> _PROMPT_:
Provide an exact copy of the lines from the beginning of the records through the line that includes "registry are skipped.", and of no others.

> _Stored entries_:
Segment Open

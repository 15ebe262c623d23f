use crate::config::Thresholds;
use crate::model::{PlayRegistry, SetupConfig, TagConfig, Week};
use crate::rows::ExtractedRow;
use crate::types::{CoverageStatus, ExecutionQuality, QualityStatus, QuotaCoverage, TagCount};
use crate::util::average;
use indexmap::IndexMap;
use std::collections::HashMap;

/// Scripted reps against one play's weekly target.
#[derive(Debug, Clone, PartialEq)]
pub struct QuotaComparison {
    pub play_id: String,
    pub name: String,
    pub formation: String,
    pub bucket_id: Option<String>,
    pub target: u32,
    pub actual: u32,
    pub delta: i64,
    pub status: CoverageStatus,
}

/// Review ratings collected for one play.
#[derive(Debug, Clone, Default, PartialEq)]
pub struct PlayExecution {
    pub ratings: Vec<u8>,
    pub avg_rating: f64,
    pub rated_reps: u32,
    pub low_rated_reps: u32,
    pub high_rated_reps: u32,
    pub worked_tags: Vec<String>,
    pub didnt_work_tags: Vec<String>,
}

#[derive(Debug, Clone, Default, PartialEq)]
pub struct ExecutionAnalysis {
    /// Rated plays in first-rated order.
    pub by_play: IndexMap<String, PlayExecution>,
    pub overall: ExecutionQuality,
}

/// Compare scripted reps with every positive rep target, most-under first.
///
/// Targets naming a play missing from the registry are skipped.
pub fn compare_quotas(
    rows: &[ExtractedRow],
    plays: &PlayRegistry,
    targets: &IndexMap<String, u32>,
) -> Vec<QuotaComparison> {
    let mut actuals: HashMap<&str, u32> = HashMap::new();
    for r in rows {
        if let Some(id) = r.play_id() {
            *actuals.entry(id).or_default() += 1;
        }
    }

    let mut quotas: Vec<QuotaComparison> = targets
        .iter()
        .filter(|(_, target)| **target > 0)
        .filter_map(|(play_id, target)| {
            let play = plays.get(play_id)?;
            let actual = actuals.get(play_id.as_str()).copied().unwrap_or(0);
            Some(QuotaComparison {
                play_id: play_id.clone(),
                name: play.name.clone(),
                formation: play.formation.clone(),
                bucket_id: play.bucket().map(String::from),
                target: *target,
                actual,
                delta: actual as i64 - *target as i64,
                status: CoverageStatus::from_counts(actual, *target),
            })
        })
        .collect();
    quotas.sort_by_key(|q| q.delta);
    quotas
}

/// Gather review ratings for every scripted row that has one.
pub fn analyze_execution(
    rows: &[ExtractedRow],
    week: &Week,
    setup: &SetupConfig,
    thresholds: &Thresholds,
) -> ExecutionAnalysis {
    let mut by_play: IndexMap<String, PlayExecution> = IndexMap::new();
    let mut all_ratings: Vec<f64> = Vec::new();
    let mut worked: HashMap<&str, u32> = HashMap::new();
    let mut didnt_work: HashMap<&str, u32> = HashMap::new();

    for r in rows {
        let Some(play_id) = r.play_id() else {
            continue;
        };
        let Some(review) = week
            .practice_reviews
            .get(r.day)
            .and_then(|day| day.script_reviews.get(&r.row.id))
        else {
            continue;
        };
        let Some(rating) = review.rating else {
            continue;
        };

        let entry = by_play.entry(play_id.to_string()).or_default();
        entry.ratings.push(rating);
        entry.rated_reps += 1;
        if rating <= thresholds.low_rating_max {
            entry.low_rated_reps += 1;
        }
        if rating >= thresholds.high_rating_min {
            entry.high_rated_reps += 1;
        }
        for tag in &review.worked_tags {
            if !entry.worked_tags.contains(tag) {
                entry.worked_tags.push(tag.clone());
            }
            *worked.entry(tag.as_str()).or_default() += 1;
        }
        for tag in &review.didnt_work_tags {
            if !entry.didnt_work_tags.contains(tag) {
                entry.didnt_work_tags.push(tag.clone());
            }
            *didnt_work.entry(tag.as_str()).or_default() += 1;
        }
        all_ratings.push(rating as f64);
    }

    for exec in by_play.values_mut() {
        let ratings: Vec<f64> = exec.ratings.iter().map(|r| *r as f64).collect();
        exec.avg_rating = average(&ratings);
    }

    let overall = ExecutionQuality {
        overall_avg_rating: average(&all_ratings),
        rated_reps: all_ratings.len() as u32,
        worked_tags: tag_counts(&setup.film_review_tags.worked, &worked),
        didnt_work_tags: tag_counts(&setup.film_review_tags.didnt_work, &didnt_work),
    };
    ExecutionAnalysis { by_play, overall }
}

fn tag_counts(configured: &[TagConfig], seen: &HashMap<&str, u32>) -> Vec<TagCount> {
    let mut counts: Vec<TagCount> = configured
        .iter()
        .filter_map(|tag| {
            let count = seen.get(tag.id.as_str()).copied().unwrap_or(0);
            (count > 0).then(|| TagCount {
                id: tag.id.clone(),
                label: tag.display_label().to_string(),
                count,
            })
        })
        .collect();
    counts.sort_by(|a, b| b.count.cmp(&a.count));
    counts
}

/// Quality tier for an average rating.
pub fn classify_quality(avg_rating: f64, thresholds: &Thresholds) -> QualityStatus {
    if avg_rating >= thresholds.game_ready_min {
        QualityStatus::GameReady
    } else if avg_rating >= thresholds.solid_min {
        QualityStatus::Solid
    } else if avg_rating >= thresholds.needs_work_min {
        QualityStatus::NeedsWork
    } else {
        QualityStatus::Struggling
    }
}

/// Attach execution quality to each quota, keeping quota order.
pub fn merge_quota_quality(
    quotas: Vec<QuotaComparison>,
    execution: &ExecutionAnalysis,
    thresholds: &Thresholds,
) -> Vec<QuotaCoverage> {
    quotas
        .into_iter()
        .map(|q| {
            let exec = execution.by_play.get(&q.play_id).cloned().unwrap_or_default();
            let quality_status =
                (exec.rated_reps > 0).then(|| classify_quality(exec.avg_rating, thresholds));
            QuotaCoverage {
                play_id: q.play_id,
                name: q.name,
                formation: q.formation,
                bucket_id: q.bucket_id,
                target: q.target,
                actual: q.actual,
                delta: q.delta,
                status: q.status,
                avg_rating: exec.avg_rating,
                rated_reps: exec.rated_reps,
                low_rated_reps: exec.low_rated_reps,
                high_rated_reps: exec.high_rated_reps,
                worked_tags: exec.worked_tags,
                didnt_work_tags: exec.didnt_work_tags,
                quality_status,
            }
        })
        .collect()
}

#[cfg(test)]
mod tests {
    use super::*;
    use crate::model::{Play, PracticeReview, ScriptReview, ScriptRow, Segment};
    use crate::rows::extract_rows;

    fn week(rows: &[(&str, &str)]) -> Week {
        let mut week = Week::default();
        week.practice_plans.entry("Monday".into()).or_default().segments.push(Segment {
            id: "s1".into(),
            script: rows
                .iter()
                .map(|(id, play)| ScriptRow {
                    id: id.to_string(),
                    play_id: Some(play.to_string()),
                })
                .collect(),
            ..Default::default()
        });
        week
    }

    fn review(rating: Option<u8>, worked: &[&str], didnt: &[&str]) -> ScriptReview {
        ScriptReview {
            rating,
            worked_tags: worked.iter().map(|t| t.to_string()).collect(),
            didnt_work_tags: didnt.iter().map(|t| t.to_string()).collect(),
        }
    }

    fn registry(ids: &[&str]) -> PlayRegistry {
        ids.iter()
            .map(|id| {
                (
                    id.to_string(),
                    Play {
                        name: id.to_uppercase(),
                        ..Default::default()
                    },
                )
            })
            .collect()
    }

    #[test]
    fn test_quotas_sorted_most_under_first() {
        let week = week(&[("r1", "a"), ("r2", "b"), ("r3", "b"), ("r4", "b")]);
        let rows = extract_rows(Some(&week), None, None);
        let plays = registry(&["a", "b", "c"]);
        let mut targets = IndexMap::new();
        targets.insert("a".to_string(), 3);
        targets.insert("b".to_string(), 2);
        targets.insert("c".to_string(), 2);
        targets.insert("ghost".to_string(), 9);
        targets.insert("zero".to_string(), 0);

        let quotas = compare_quotas(&rows, &plays, &targets);
        let summary: Vec<(&str, i64, CoverageStatus)> = quotas
            .iter()
            .map(|q| (q.play_id.as_str(), q.delta, q.status))
            .collect();
        assert_eq!(
            summary,
            vec![
                ("a", -2, CoverageStatus::Partial),
                ("c", -2, CoverageStatus::Unmet),
                ("b", 1, CoverageStatus::Met),
            ]
        );
    }

    #[test]
    fn test_execution_collects_ratings_and_tags() {
        let mut week = week(&[("r1", "a"), ("r2", "a"), ("r3", "a"), ("r4", "b")]);
        let mut reviews = PracticeReview::default();
        reviews
            .script_reviews
            .insert("r1".into(), review(Some(5), &["timing"], &[]));
        reviews
            .script_reviews
            .insert("r2".into(), review(Some(2), &["timing"], &["drop", "pressure"]));
        reviews.script_reviews.insert("r3".into(), review(None, &["ignored"], &["drop"]));
        reviews.script_reviews.insert("r4".into(), review(Some(1), &[], &["drop"]));
        week.practice_reviews.insert("Monday".into(), reviews);
        let mut setup = SetupConfig::default();
        setup.film_review_tags.didnt_work = vec![
            TagConfig {
                id: "pressure".into(),
                label: Some("Pressure".into()),
                ..Default::default()
            },
            TagConfig {
                id: "drop".into(),
                name: Some("Drop".into()),
                ..Default::default()
            },
        ];
        let rows = extract_rows(Some(&week), None, None);

        let analysis = analyze_execution(&rows, &week, &setup, &Thresholds::default());
        let a = &analysis.by_play["a"];
        assert_eq!(a.ratings, vec![5, 2]);
        assert_eq!(a.avg_rating, 3.5);
        assert_eq!((a.rated_reps, a.low_rated_reps, a.high_rated_reps), (2, 1, 1));
        assert_eq!(a.worked_tags, vec!["timing"]);
        assert_eq!(a.didnt_work_tags, vec!["drop", "pressure"]);

        assert_eq!(analysis.overall.rated_reps, 3);
        assert!((analysis.overall.overall_avg_rating - 8.0 / 3.0).abs() < 1e-9);
        let didnt: Vec<(&str, u32)> = analysis
            .overall
            .didnt_work_tags
            .iter()
            .map(|t| (t.label.as_str(), t.count))
            .collect();
        assert_eq!(didnt, vec![("Drop", 2), ("Pressure", 1)]);
        assert!(analysis.overall.worked_tags.is_empty());
    }

    #[test]
    fn test_quality_bands() {
        let t = Thresholds::default();
        assert_eq!(classify_quality(4.0, &t), QualityStatus::GameReady);
        assert_eq!(classify_quality(3.99, &t), QualityStatus::Solid);
        assert_eq!(classify_quality(3.0, &t), QualityStatus::Solid);
        assert_eq!(classify_quality(2.0, &t), QualityStatus::NeedsWork);
        assert_eq!(classify_quality(1.5, &t), QualityStatus::Struggling);
    }

    #[test]
    fn test_unrated_quota_has_no_quality_status() {
        let quota = QuotaComparison {
            play_id: "a".into(),
            name: "A".into(),
            formation: String::new(),
            bucket_id: None,
            target: 2,
            actual: 2,
            delta: 0,
            status: CoverageStatus::Met,
        };
        let merged = merge_quota_quality(vec![quota], &ExecutionAnalysis::default(), &Thresholds::default());
        assert_eq!(merged[0].quality_status, None);
        assert_eq!(merged[0].rated_reps, 0);
        assert_eq!(merged[0].avg_rating, 0.0);
    }
}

Segment Closed

> _RESULT OF THE EXERCISE_:
repository 15ebe262c623d23f
use crate::config::Thresholds;
use crate::model::{PlayRegistry, SetupConfig, TagConfig, Week};
use crate::rows::ExtractedRow;
use crate::types::{CoverageStatus, ExecutionQuality, QualityStatus, QuotaCoverage, TagCount};
use crate::util::average;
use indexmap::IndexMap;
use std::collections::HashMap;

/// Scripted reps against one play's weekly target.
#[derive(Debug, Clone, PartialEq)]
pub struct QuotaComparison {
    pub play_id: String,
    pub name: String,
    pub formation: String,
    pub bucket_id: Option<String>,
    pub target: u32,
    pub actual: u32,
    pub delta: i64,
    pub status: CoverageStatus,
}

/// Review ratings collected for one play.
#[derive(Debug, Clone, Default, PartialEq)]
pub struct PlayExecution {
    pub ratings: Vec<u8>,
    pub avg_rating: f64,
    pub rated_reps: u32,
    pub low_rated_reps: u32,
    pub high_rated_reps: u32,
    pub worked_tags: Vec<String>,
    pub didnt_work_tags: Vec<String>,
}

#[derive(Debug, Clone, Default, PartialEq)]
pub struct ExecutionAnalysis {
    /// Rated plays in first-rated order.
    pub by_play: IndexMap<String, PlayExecution>,
    pub overall: ExecutionQuality,
}

/// Compare scripted reps with every positive rep target, most-under first.
///
/// Targets naming a play missing from the registry are skipped.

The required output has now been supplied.